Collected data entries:
——
impl GeomData {
    /// Creates an empty geometry object with the default picking configuration.
    #[must_use]
    pub fn new() -> Self {
        Self::with_config(PickingConfig::default())
    }

    /// Creates an empty geometry object with the given picking configuration.
    #[must_use]
    pub fn with_config(config: PickingConfig) -> Self {
        let object_id = next_object_id();
        Self {
            object_id,
            registry: IdentityRegistry::new(config),
            store: SubobjectStore::new(Space::Geometry(object_id)),
            merged_verts: KeyedGroups::new(),
            merged_edges: KeyedGroups::new(),
            tex_seams: BTreeMap::new(),
        }
    }

    #[must_use]
    pub fn object_id(&self) -> ObjectId {
        self.object_id
    }

    #[must_use]
    pub fn space(&self) -> Space {
        self.store.space()
    }

    #[must_use]
    pub fn registry(&self) -> &IdentityRegistry {
        &self.registry
    }

    pub(crate) fn registry_mut(&mut self) -> &mut IdentityRegistry {
        &mut self.registry
    }

    /// The 3D subobject records.
    #[must_use]
    pub fn subobjects(&self) -> &SubobjectStore {
        &self.store
    }

    /// Vertices grouped by exactly equal position.
    #[must_use]
    pub fn merged_vertices(&self) -> &MergeGroups<VertexId> {
        self.merged_verts.groups()
    }

    /// Edges grouped by coincident endpoints.
    #[must_use]
    pub fn merged_edges(&self) -> &MergeGroups<EdgeId> {
        self.merged_edges.groups()
    }

    /// The merged vertex containing `id`.
    ///
    /// # Errors
    ///
    /// Returns an error if `id` is not a vertex of this object.
    pub fn merged_vertex(&self, id: VertexId) -> Result<&MergeGroup<VertexId>> {
        Ok(self.merged_verts.groups().group_of(id)?)
    }

    /// The merged edge containing `id`.
    ///
    /// # Errors
    ///
    /// Returns an error if `id` is not an edge of this object.
    pub fn merged_edge(&self, id: EdgeId) -> Result<&MergeGroup<EdgeId>> {
        Ok(self.merged_edges.groups().group_of(id)?)
    }

    /// Adds the records of a freshly built polygon and merges its elements.
    pub(crate) fn insert_polygon(
        &mut self,
        vertices: Vec<Vertex>,
        edges: Vec<Edge>,
        polygon: Polygon,
    ) -> Result<PolygonId> {
        let vertex_ids: Vec<VertexId> = vertices.iter().map(Vertex::id).collect();
        let edge_ids: Vec<EdgeId> = edges.iter().map(Edge::id).collect();

        for vertex in vertices {
            self.store.add_vertex(vertex);
        }
        for edge in edges {
            self.store.add_edge(edge);
        }
        let polygon_id = self.store.add_polygon(polygon);

        for id in vertex_ids {
            let key = position_key(&self.store.vertex(id)?.pos());
            self.merged_verts.add(id, key)?;
        }
        for id in edge_ids {
            let key = edge_key(&self.store, self.merged_verts.groups(), id)?;
            self.merged_edges.add(id, key)?;
        }
        Ok(polygon_id)
    }

    /// Removes a polygon together with its vertices and edges.
    ///
    /// The removed elements leave their merge groups and seam lists, and
    /// their picking IDs return to the registry.
    ///
    /// # Errors
    ///
    /// Returns a lookup error if the polygon or one of its elements is
    /// missing; nothing is removed in that case.
    pub fn remove_polygon(&mut self, id: PolygonId) -> Result<()> {
        let polygon = self.store.polygon(id)?;
        let vertex_ids = polygon.vertex_ids().to_vec();
        let edge_ids = polygon.edge_ids().to_vec();
        for &v in &vertex_ids {
            self.store.vertex(v)?;
        }
        for &e in &edge_ids {
            self.store.edge(e)?;
        }

        for &e in &edge_ids {
            self.merged_edges.remove(e)?;
            let edge = self.store.remove_edge(e)?;
            self.registry.release_picking_id(Category::Edge, edge.picking_id());
        }
        for &v in &vertex_ids {
            self.merged_verts.remove(v)?;
            let vertex = self.store.remove_vertex(v)?;
            self.registry.release_picking_id(Category::Vertex, vertex.picking_id());
        }
        let polygon = self.store.remove_polygon(id)?;
        self.registry.release_picking_id(Category::Polygon, polygon.picking_id());

        self.reindex_edges()?;
        for seams in self.tex_seams.values_mut() {
            seams.retain(|e| !edge_ids.contains(e));
        }
        debug!(polygon = %id, vertices = vertex_ids.len(), "removed polygon");
        Ok(())
    }

    /// Moves a vertex and regroups it and its edges under the new position.
    ///
    /// # Errors
    ///
    /// Returns a lookup error if the vertex or one of its edges is missing.
    pub fn set_vertex_pos(&mut self, id: VertexId, pos: Point3) -> Result<()> {
        let edge_ids = self.store.vertex(id)?.edge_ids().to_vec();
        for &e in &edge_ids {
            self.store.edge(e)?;
        }

        for &e in &edge_ids {
            self.merged_edges.remove(e)?;
        }
        self.merged_verts.remove(id)?;
        self.store.set_vertex_pos(id, pos)?;
        self.merged_verts.add(id, position_key(&pos))?;
        self.reindex_edges()?;
        for &e in &edge_ids {
            let key = edge_key(&self.store, self.merged_verts.groups(), e)?;
            self.merged_edges.add(e, key)?;
        }
        Ok(())
    }

    /// Sets the UV coordinate of a vertex for one channel.
    ///
    /// UV data objects built earlier are not updated; rebuild them to pick
    /// up the change.
    ///
    /// # Errors
    ///
    /// Returns a lookup error if the vertex is missing.
    pub fn set_vertex_uv(&mut self, id: VertexId, channel: usize, uv: Point2) -> Result<()> {
        self.store.vertex_mut(id)?.set_uv(channel, uv);
        Ok(())
    }

    /// Replaces a polygon's triangulation.
    ///
    /// # Errors
    ///
    /// Returns an error if the polygon is missing or the triangles do not
    /// bound it; the polygon is unchanged in that case.
    pub fn set_polygon_triangles(&mut self, id: PolygonId, triangles: Vec<[VertexId; 3]>) -> Result<()> {
        self.store.polygon_mut(id)?.set_triangles(triangles)
    }

    /// Rebuilds both merge-group models from scratch.
    ///
    /// # Errors
    ///
    /// Returns an error only if the store is internally inconsistent.
    pub fn rebuild_merges(&mut self) -> Result<()> {
        let merged_verts = merge_vertices_by_position(&self.store)?;
        let merged_edges = merge_edges_by_endpoints(&self.store, merged_verts.groups())?;
        debug!(
            vertices = self.store.vertices().len(),
            merged_vertices = merged_verts.groups().len(),
            edges = self.store.edges().len(),
            merged_edges = merged_edges.groups().len(),
            "rebuilt merge groups"
        );
        self.merged_verts = merged_verts;
        self.merged_edges = merged_edges;
        Ok(())
    }

    /// Assigns render rows to the 3D vertices and returns the row count.
    pub fn assign_row_indices(&mut self) -> usize {
        self.store.assign_row_indices()
    }

    /// The persisted seam list of a UV channel.
    #[must_use]
    pub fn tex_seam_edges(&self, channel: usize) -> Option<&[EdgeId]> {
        self.tex_seams.get(&channel).map(Vec::as_slice)
    }

    /// UV channels that currently have a seam list.
    pub fn tex_seam_channels(&self) -> impl Iterator<Item = usize> + '_ {
        self.tex_seams.keys().copied()
    }

    fn reindex_edges(&mut self) -> Result<()> {
        let store = &self.store;
        let vertices = self.merged_verts.groups();
        self.merged_edges.reindex(|e| edge_key(store, vertices, e))
    }
}

impl Default for GeomData {
    fn default() -> Self {
        Self::new()
    }
}

impl TexSeamRegistry for GeomData {
    fn create_tex_seams(&mut self, channel: usize, edge_ids: Vec<EdgeId>) {
        self.tex_seams.insert(channel, edge_ids);
    }

    fn add_tex_seam_edges(&mut self, channel: usize, edge_ids: &[EdgeId]) {
        self.tex_seams.entry(channel).or_default().extend_from_slice(edge_ids);
    }

    fn remove_tex_seam_edges(&mut self, channel: usize, edge_ids: &[EdgeId]) {
        if let Some(seams) = self.tex_seams.get_mut(&channel) {
            seams.retain(|e| !edge_ids.contains(e));
        }
    }

    fn destroy_tex_seams(&mut self, channel: usize) {
        self.tex_seams.remove(&channel);
    }
}

#[cfg(test)]
#[allow(clippy::unwrap_used)]
mod tests {
    use super::*;
    use crate::operations::creation::{Corner, MakePolygon};

    fn quad(geom: &mut GeomData, x0: f64) -> PolygonId {
        let corners = [(x0, 0.0), (x0 + 1.0, 0.0), (x0 + 1.0, 1.0), (x0, 1.0)]
            .into_iter()
            .map(|(x, y)| Corner::new(Point3::new(x, y, 0.0)))
            .collect();
        MakePolygon::new(corners).execute(geom).unwrap()
    }

    fn group_sizes<K: crate::topology::ElementKey>(groups: &MergeGroups<K>) -> Vec<usize> {
        let mut sizes: Vec<usize> = groups.groups().map(|(_, g)| g.len()).collect();
        sizes.sort_unstable();
        sizes
    }

    #[test]
    fn incremental_merges_match_a_rebuild() {
        let mut geom = GeomData::new();
        quad(&mut geom, 0.0);
        quad(&mut geom, 1.0);
        quad(&mut geom, 2.0);
        let verts = group_sizes(geom.merged_vertices());
        let edges = group_sizes(geom.merged_edges());
        geom.rebuild_merges().unwrap();
        assert_eq!(group_sizes(geom.merged_vertices()), verts);
        assert_eq!(group_sizes(geom.merged_edges()), edges);
        assert_eq!(geom.merged_edges().len(), 10);
    }

    #[test]
    fn remove_polygon_detaches_everything() {
        let mut geom = GeomData::new();
        let left = quad(&mut geom, 0.0);
        let right = quad(&mut geom, 1.0);
        let shared = geom.subobjects().polygon(left).unwrap().edge_ids()[1];
        geom.create_tex_seams(0, vec![shared]);

        geom.remove_polygon(left).unwrap();
        let store = geom.subobjects();
        assert_eq!(store.polygons().ids().collect::<Vec<_>>(), vec![right]);
        assert_eq!(store.vertices().len(), 4);
        assert_eq!(geom.merged_vertices().len(), 4);
        assert_eq!(geom.merged_edges().len(), 4);
        assert!(geom.merged_vertices().partitions(store.vertices().ids()));
        assert_eq!(geom.tex_seam_edges(0), Some(&[][..]));
        assert_eq!(geom.registry().live_picking_ids(Category::Vertex), 4);
        assert_eq!(geom.registry().live_picking_ids(Category::Polygon), 1);

        assert!(geom.remove_polygon(left).is_err());
        let again = quad(&mut geom, 0.0);
        assert_eq!(geom.subobjects().polygon(again).unwrap().picking_id(), 1);
        assert_eq!(geom.merged_vertices().len(), 6);
    }

    #[test]
    fn moving_a_vertex_regroups_it_and_its_edges() {
        let mut geom = GeomData::new();
        let left = quad(&mut geom, 0.0);
        quad(&mut geom, 1.0);
        let corner = geom.subobjects().polygon(left).unwrap().vertex_ids()[1];
        let shared = geom.subobjects().polygon(left).unwrap().edge_ids()[1];
        assert_eq!(geom.merged_vertex(corner).unwrap().len(), 2);
        assert_eq!(geom.merged_edge(shared).unwrap().len(), 2);

        geom.set_vertex_pos(corner, Point3::new(1.0, -0.5, 0.0)).unwrap();
        assert_eq!(geom.merged_vertex(corner).unwrap().len(), 1);
        assert_eq!(geom.merged_edge(shared).unwrap().len(), 1);
        assert_eq!(geom.merged_vertices().len(), 7);

        geom.set_vertex_pos(corner, Point3::new(1.0, 0.0, 0.0)).unwrap();
        assert_eq!(geom.merged_edge(shared).unwrap().len(), 2);
        let edges = group_sizes(geom.merged_edges());
        geom.rebuild_merges().unwrap();
        assert_eq!(group_sizes(geom.merged_edges()), edges);
    }

    #[test]
    fn negative_zero_merges_with_zero() {
        let mut geom = GeomData::new();
        let left = quad(&mut geom, 0.0);
        let corner = geom.subobjects().polygon(left).unwrap().vertex_ids()[0];
        quad(&mut geom, -1.0);
        geom.set_vertex_pos(corner, Point3::new(-0.0, 0.0, -0.0)).unwrap();
        assert_eq!(geom.merged_vertex(corner).unwrap().len(), 2);
    }

    #[test]
    fn seam_registry_tracks_channels() {
        let mut geom = GeomData::new();
        let id = quad(&mut geom, 0.0);
        let edges = geom.subobjects().polygon(id).unwrap().edge_ids().to_vec();
        geom.create_tex_seams(2, vec![edges[0]]);
        geom.add_tex_seam_edges(2, &edges[1..3]);
        geom.remove_tex_seam_edges(2, &[edges[1]]);
        assert_eq!(geom.tex_seam_edges(2), Some(&[edges[0], edges[2]][..]));
        assert_eq!(geom.tex_seam_channels().collect::<Vec<_>>(), vec![2]);
        geom.destroy_tex_seams(2);
        assert_eq!(geom.tex_seam_edges(2), None);
    }

    #[test]
    fn uv_and_triangle_edits() {
        let mut geom = GeomData::new();
        let id = quad(&mut geom, 0.0);
        let v = geom.subobjects().polygon(id).unwrap().vertex_ids().to_vec();
        geom.set_vertex_uv(v[2], 1, Point2::new(0.5, 0.5)).unwrap();
        let vertex = geom.subobjects().vertex(v[2]).unwrap();
        assert_eq!(vertex.uv(1), Some(Point2::new(0.5, 0.5)));
        assert_eq!(vertex.uv(0), Some(Point2::origin()));

        geom.set_polygon_triangles(id, vec![[v[1], v[2], v[3]], [v[1], v[3], v[0]]]).unwrap();
        assert!(geom.set_polygon_triangles(id, vec![[v[0], v[1], v[2]]]).is_err());
        assert_eq!(geom.subobjects().polygon(id).unwrap().triangles()[0], [v[1], v[2], v[3]]);
        assert_eq!(geom.assign_row_indices(), 4);
    }

    #[test]
    fn retriangulation_cannot_borrow_a_neighbour_vertex() {
        let mut geom = GeomData::new();
        let left = quad(&mut geom, 0.0);
        let right = quad(&mut geom, 1.0);
        let l = geom.subobjects().polygon(left).unwrap().vertex_ids().to_vec();
        let x = geom.subobjects().polygon(right).unwrap().vertex_ids()[0];

        let fan = vec![[l[0], l[1], x], [l[1], l[2], x], [l[2], l[3], x], [l[3], l[0], x]];
        let err = geom.set_polygon_triangles(left, fan).unwrap_err();
        assert!(matches!(
            err,
            crate::error::MeshError::Topology(crate::error::TopologyError::MalformedTriangulation(_))
        ));

        let polygon = geom.subobjects().polygon(left).unwrap();
        assert_eq!(polygon.triangles().len(), polygon.vertex_count() - 2);
        assert_eq!(geom.assign_row_indices(), 8);
        let rows = |id: PolygonId| -> Vec<usize> {
            let store = geom.subobjects();
            let mut rows: Vec<usize> = store
                .polygon(id)
                .unwrap()
                .vertex_ids()
                .iter()
                .map(|&v| store.vertex(v).unwrap().row_index())
                .collect();
            rows.sort_unstable();
            rows
        };
        assert_eq!(rows(left), vec![0, 1, 2, 3]);
        assert_eq!(rows(right), vec![4, 5, 6, 7]);
    }
}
——
→ Directions for this task:
Write the opening line of the data above and every line after it, exactly, stopping once you have written the line with "pub fn object_id(&self)".

→ Output of the exercise:
impl GeomData {
    /// Creates an empty geometry object with the default picking configuration.
    #[must_use]
    pub fn new() -> Self {
        Self::with_config(PickingConfig::default())
    }

    /// Creates an empty geometry object with the given picking configuration.
    #[must_use]
    pub fn with_config(config: PickingConfig) -> Self {
        let object_id = next_object_id();
        Self {
            object_id,
            registry: IdentityRegistry::new(config),
            store: SubobjectStore::new(Space::Geometry(object_id)),
            merged_verts: KeyedGroups::new(),
            merged_edges: KeyedGroups::new(),
            tex_seams: BTreeMap::new(),
        }
    }

    #[must_use]
    pub fn object_id(&self) -> ObjectId {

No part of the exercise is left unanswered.